ACTION ITEM
Below is a block of entries; repeat exactly the lines starting at the line that contains "fn from(err: redb::CommitError)" and ending at the line that contains "seam keeps construction", both included.

#####

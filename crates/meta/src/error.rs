//! Metadata store error types.

/// Result alias for metadata store operations.
pub type MetaResult<T> = Result<T, MetaError>;

/// Errors from metadata store operations.
#[derive(Debug, thiserror::Error)]
pub enum MetaError {
    /// Backend database error.
    #[error("database error: {0}")]
    Database(String),

    /// IO error from the backing file.
    #[error("io error: {0}")]
    Io(#[from] std::io::Error),
}

impl From<redb::DatabaseError> for MetaError {
    fn from(err: redb::DatabaseError) -> Self {
        MetaError::Database(err.to_string())
    }
}

impl From<redb::TransactionError> for MetaError {
    fn from(err: redb::TransactionError) -> Self {
        MetaError::Database(err.to_string())
    }
}

impl From<redb::TableError> for MetaError {
    fn from(err: redb::TableError) -> Self {
        MetaError::Database(err.to_string())
    }
}

impl From<redb::StorageError> for MetaError {
    fn from(err: redb::StorageError) -> Self {
        MetaError::Database(err.to_string())
    }
}

impl From<redb::CommitError> for MetaError {
    fn from(err: redb::CommitError) -> Self {
        MetaError::Database(err.to_string())
    }
}
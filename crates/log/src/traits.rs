//! Log and log-factory traits.
//!
//! A store manages many logs but never looks inside them; everything it
//! needs is behind [`Log`]. The [`LogFactory`] seam keeps construction
//! synchronous: a freshly created log is handed out immediately and
//! loads itself when [`Log::ready`] is first awaited.

use std::sync::Arc;

use async_trait::async_trait;
use bytes::Bytes;
use serde::{Deserialize, Serialize};

use wharf_primitives::{DiscoveryKey, PublicKey, SecretKey};

use crate::channel::LogChannel;
use crate::storage::StorageBackend;
use crate::LogResult;

/// How entry payloads should be interpreted by consumers.
///
/// Carried as log metadata; `utf8` additionally rejects invalid appends.
#[derive(
    Debug,
    Clone,
    Copy,
    PartialEq,
    Eq,
    Default,
    Hash,
    strum::Display,
    strum::EnumString,
    Serialize,
    Deserialize,
)]
#[strum(serialize_all = "lowercase")]
#[serde(rename_all = "lowercase")]
pub enum ValueEncoding {
    /// Raw bytes, no interpretation.
    #[default]
    Binary,
    /// UTF-8 text; appends are validated.
    Utf8,
    /// JSON documents; advisory only.
    Json,
}

/// Options for attaching a replication channel to a log.
#[derive(Debug, Clone)]
pub struct ReplicateOptions {
    /// Keep forwarding new entries as they are appended.
    pub live: bool,
    /// Request entries the remote side advertises.
    pub download: bool,
}

impl Default for ReplicateOptions {
    fn default() -> Self {
        Self { live: true, download: true }
    }
}

/// Everything a factory needs to construct a log.
#[derive(Clone)]
pub struct CreateOptions {
    /// The log's public identity.
    pub key: PublicKey,
    /// Secret half, present when the log is writable here.
    pub secret_key: Option<SecretKey>,
    /// Backend the log opens its storage from on first ready.
    pub backend: Arc<dyn StorageBackend>,
    /// Storage path for this log, already namespaced by the caller.
    pub path: std::path::PathBuf,
    /// Declared payload interpretation.
    pub value_encoding: ValueEncoding,
    /// Whether replication may leave gaps for lazily fetched entries.
    pub sparse: bool,
}

/// An append-only log of opaque entries.
///
/// # Thread Safety
///
/// Implementations must be thread-safe (Send + Sync); handles are shared
/// across sessions and store callers.
#[async_trait]
pub trait Log: Send + Sync {
    /// The log's public identity.
    fn key(&self) -> PublicKey;

    /// The topic identity derived from the key.
    fn discovery_key(&self) -> DiscoveryKey;

    /// Whether this instance holds the secret key.
    fn writable(&self) -> bool;

    /// Load the log's persisted state.
    ///
    /// Idempotent; every later call is a cheap no-op.
    async fn ready(&self) -> LogResult<()>;

    /// Append one entry, returning its index.
    async fn append(&self, entry: &[u8]) -> LogResult<u64>;

    /// Get the entry at `index`.
    ///
    /// Returns `None` when the index is beyond what is stored locally.
    async fn entry(&self, index: u64) -> LogResult<Option<Bytes>>;

    /// Number of entries stored locally.
    fn len(&self) -> u64;

    /// Whether the log has no entries.
    fn is_empty(&self) -> bool {
        self.len() == 0
    }

    /// Number of replication channels currently attached.
    fn peer_count(&self) -> usize;

    /// Attach a replication channel.
    ///
    /// The log drives the channel until the remote side hangs up or the
    /// log is closed.
    fn replicate(&self, channel: LogChannel, options: ReplicateOptions) -> LogResult<()>;

    /// Close the log and detach every replication channel.
    async fn close(&self) -> LogResult<()>;
}

/// Constructs logs for a store.
///
/// `create` must not block or fail on IO; loading happens in
/// [`Log::ready`].
pub trait LogFactory: Send + Sync {
    /// Construct a log from the given options.
    fn create(&self, options: CreateOptions) -> LogResult<Arc<dyn Log>>;
}
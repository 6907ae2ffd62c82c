//! Key material error types.

/// Result alias for key material operations.
pub type Result<T> = core::result::Result<T, KeyError>;

/// Errors from parsing or constructing key material.
#[derive(Debug, thiserror::Error)]
pub enum KeyError {
    /// Input was not valid hex.
    #[error("invalid hex encoding: {0}")]
    Hex(#[from] hex::FromHexError),

    /// Input had the wrong number of bytes.
    #[error("invalid key length: expected {expected} bytes, got {actual}")]
    Length { expected: usize, actual: usize },
}

impl KeyError {
    /// Build a length error from an expected size and the offending slice length.
    pub fn length(expected: usize, actual: usize) -> Self {
        Self::Length { expected, actual }
    }
}
//! Per-log replication channel.

use tokio::sync::mpsc;

/// Payload buffer per channel direction.
const CHANNEL_CAPACITY: usize = 64;

/// One end of a bidirectional payload channel between a log and a
/// transport session.
///
/// Payloads are opaque to the transport; the log and its remote
/// counterpart speak their own sync protocol through them.
pub struct LogChannel {
    /// Payloads arriving from the remote log.
    pub incoming: mpsc::Receiver<Vec<u8>>,
    /// Payloads to deliver to the remote log.
    pub outgoing: mpsc::Sender<Vec<u8>>,
}

impl LogChannel {
    /// Create a connected pair of channel ends.
    ///
    /// Whatever one end sends on `outgoing` arrives on the other end's
    /// `incoming`. One end goes to the log, the other stays with the
    /// transport session (or, in tests, a second log).
    pub fn pair() -> (Self, Self) {
        let (left_tx, right_rx) = mpsc::channel(CHANNEL_CAPACITY);
        let (right_tx, left_rx) = mpsc::channel(CHANNEL_CAPACITY);
        (
            Self { incoming: left_rx, outgoing: left_tx },
            Self { incoming: right_rx, outgoing: right_tx },
        )
    }
}
// core/src/discount/deal.rs

use chrono::{DateTime, Utc};
use rust_decimal::Decimal;
use tracing::debug;
use uuid::Uuid;

use crate::domain::{Deal, DealKind};
use crate::error::DiscountError;
use crate::usage::EligibilitySnapshot;

use super::{allocate, apply_spec, AppliedDeal, DiscountLine};

/// The lines a deal would discount and how much of each.
pub(crate) struct DealBasis {
  pub(crate) base: Decimal,
  pub(crate) line_shares: Vec<Decimal>,
  pub(crate) products: Vec<Uuid>,
}

impl DealBasis {
  fn empty(len: usize) -> Self {
    DealBasis {
      base: Decimal::ZERO,
      line_shares: vec![Decimal::ZERO; len],
      products: Vec::new(),
    }
  }
}

/// Picks the winning deal: highest priority first, earliest creation on
/// ties. Deals skipped for validity or usage reasons are logged, never
/// surfaced; deals whose basis is empty simply do not compete.
pub(crate) fn select(
  lines: &[DiscountLine],
  deals: &[Deal],
  snapshot: &EligibilitySnapshot,
  now: DateTime<Utc>,
) -> Option<AppliedDeal> {
  let mut candidates: Vec<(&Deal, DealBasis)> = Vec::new();
  for deal in deals {
    match eligibility(deal, lines, snapshot, now) {
      Ok(basis) if basis.base > Decimal::ZERO => candidates.push((deal, basis)),
      Ok(_) => {}
      Err(reason) => debug!(deal = %deal.name, %reason, "deal skipped"),
    }
  }
  candidates.sort_by(|(a, _), (b, _)| {
    b.priority
      .cmp(&a.priority)
      .then(a.created_at.cmp(&b.created_at))
      .then(a.id.cmp(&b.id))
  });
  let (deal, basis) = candidates.into_iter().next()?;
  let amount = apply_spec(&deal.discount, basis.base, deal.maximum_discount);
  if amount.is_zero() {
    return None;
  }
  let allocations = allocate(amount, &basis.line_shares, basis.base);
  Some(AppliedDeal {
    deal_id: deal.id,
    name: deal.name.clone(),
    amount,
    allocations,
    products_applied: basis.products,
  })
}

/// Checks a single deal and computes its basis over the lines.
pub(crate) fn eligibility(
  deal: &Deal,
  lines: &[DiscountLine],
  snapshot: &EligibilitySnapshot,
  now: DateTime<Utc>,
) -> Result<DealBasis, DiscountError> {
  if !deal.is_valid(now) {
    return Err(DiscountError::DealNotValid {
      name: deal.name.clone(),
    });
  }
  if let Some(cap) = deal.usage_limit_per_customer {
    let used = snapshot.deal_uses.get(&deal.id).copied().unwrap_or(0);
    if used >= cap {
      return Err(DiscountError::DealUsageExceeded {
        name: deal.name.clone(),
      });
    }
  }
  if let Some(minimum) = deal.minimum_purchase {
    let subtotal: Decimal = lines.iter().map(DiscountLine::amount).sum();
    if subtotal < minimum {
      return Ok(DealBasis::empty(lines.len()));
    }
  }
  match deal.kind {
    DealKind::BuyXGetY => Ok(buy_x_get_y_basis(deal, lines)),
    _ => Ok(matching_lines_basis(deal, lines)),
  }
}

/// Product, category, flash and minimum-purchase deals all discount the
/// lines their applicability sets match; an unrestricted deal covers the
/// whole order.
fn matching_lines_basis(deal: &Deal, lines: &[DiscountLine]) -> DealBasis {
  let mut basis = DealBasis::empty(lines.len());
  for (idx, line) in lines.iter().enumerate() {
    if !deal.applies_to(line.product_id, line.category_id) {
      continue;
    }
    let amount = line.amount();
    basis.line_shares[idx] = amount;
    basis.base += amount;
    if let Some(product_id) = line.product_id {
      if !basis.products.contains(&product_id) {
        basis.products.push(product_id);
      }
    }
  }
  basis
}

/// Grants `get_quantity` units of the get-product per `buy_quantity`
/// qualifying units in the order, capped at the get-product quantity
/// actually bought. The basis is the value of the granted units; the deal's
/// discount spec then decides how much of that value comes off.
fn buy_x_get_y_basis(deal: &Deal, lines: &[DiscountLine]) -> DealBasis {
  let (buy_quantity, get_quantity, get_product) =
    match (deal.buy_quantity, deal.get_quantity, deal.get_product_id) {
      (Some(buy), Some(get), Some(product)) if buy > 0 && get > 0 => (buy, get, product),
      // missing parameters leave the deal inert
      _ => return DealBasis::empty(lines.len()),
    };
  let trigger: u32 = lines
    .iter()
    .filter(|line| deal.applies_to(line.product_id, line.category_id))
    .map(|line| line.quantity)
    .sum();
  let mut granted = (trigger / buy_quantity) * get_quantity;
  if granted == 0 {
    return DealBasis::empty(lines.len());
  }
  let mut basis = DealBasis::empty(lines.len());
  for (idx, line) in lines.iter().enumerate() {
    if granted == 0 || line.product_id != Some(get_product) {
      continue;
    }
    let free_units = granted.min(line.quantity);
    let value = line.unit_price * Decimal::from(free_units);
    basis.line_shares[idx] = value;
    basis.base += value;
    if !basis.products.contains(&get_product) {
      basis.products.push(get_product);
    }
    granted -= free_units;
  }
  basis
}
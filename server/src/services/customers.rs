// server/src/services/customers.rs

use async_trait::async_trait;
use uuid::Uuid;

use crossdock::{CustomerDirectory, CustomerProfile};

/// Accepts every customer id and synthesizes a profile from it. Identity
/// verification lives in the identity service in front of this one;
/// deployments swap this for a client of that service.
pub struct OpenCustomerDirectory;

#[async_trait]
impl CustomerDirectory for OpenCustomerDirectory {
  async fn lookup(&self, customer_id: Uuid) -> anyhow::Result<Option<CustomerProfile>> {
    Ok(Some(CustomerProfile {
      id: customer_id,
      name: format!("customer-{}", &customer_id.simple().to_string()[..8]),
      email: None,
    }))
  }
}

#####

EXERCISE RESPONSE
    fn from(err: redb::CommitError) -> Self {
        MetaError::Database(err.to_string())
    }
}
filename crates/log/src/traits.rs
//! Log and log-factory traits.
//!
//! A store manages many logs but never looks inside them; everything it
//! needs is behind [`Log`]. The [`LogFactory`] seam keeps construction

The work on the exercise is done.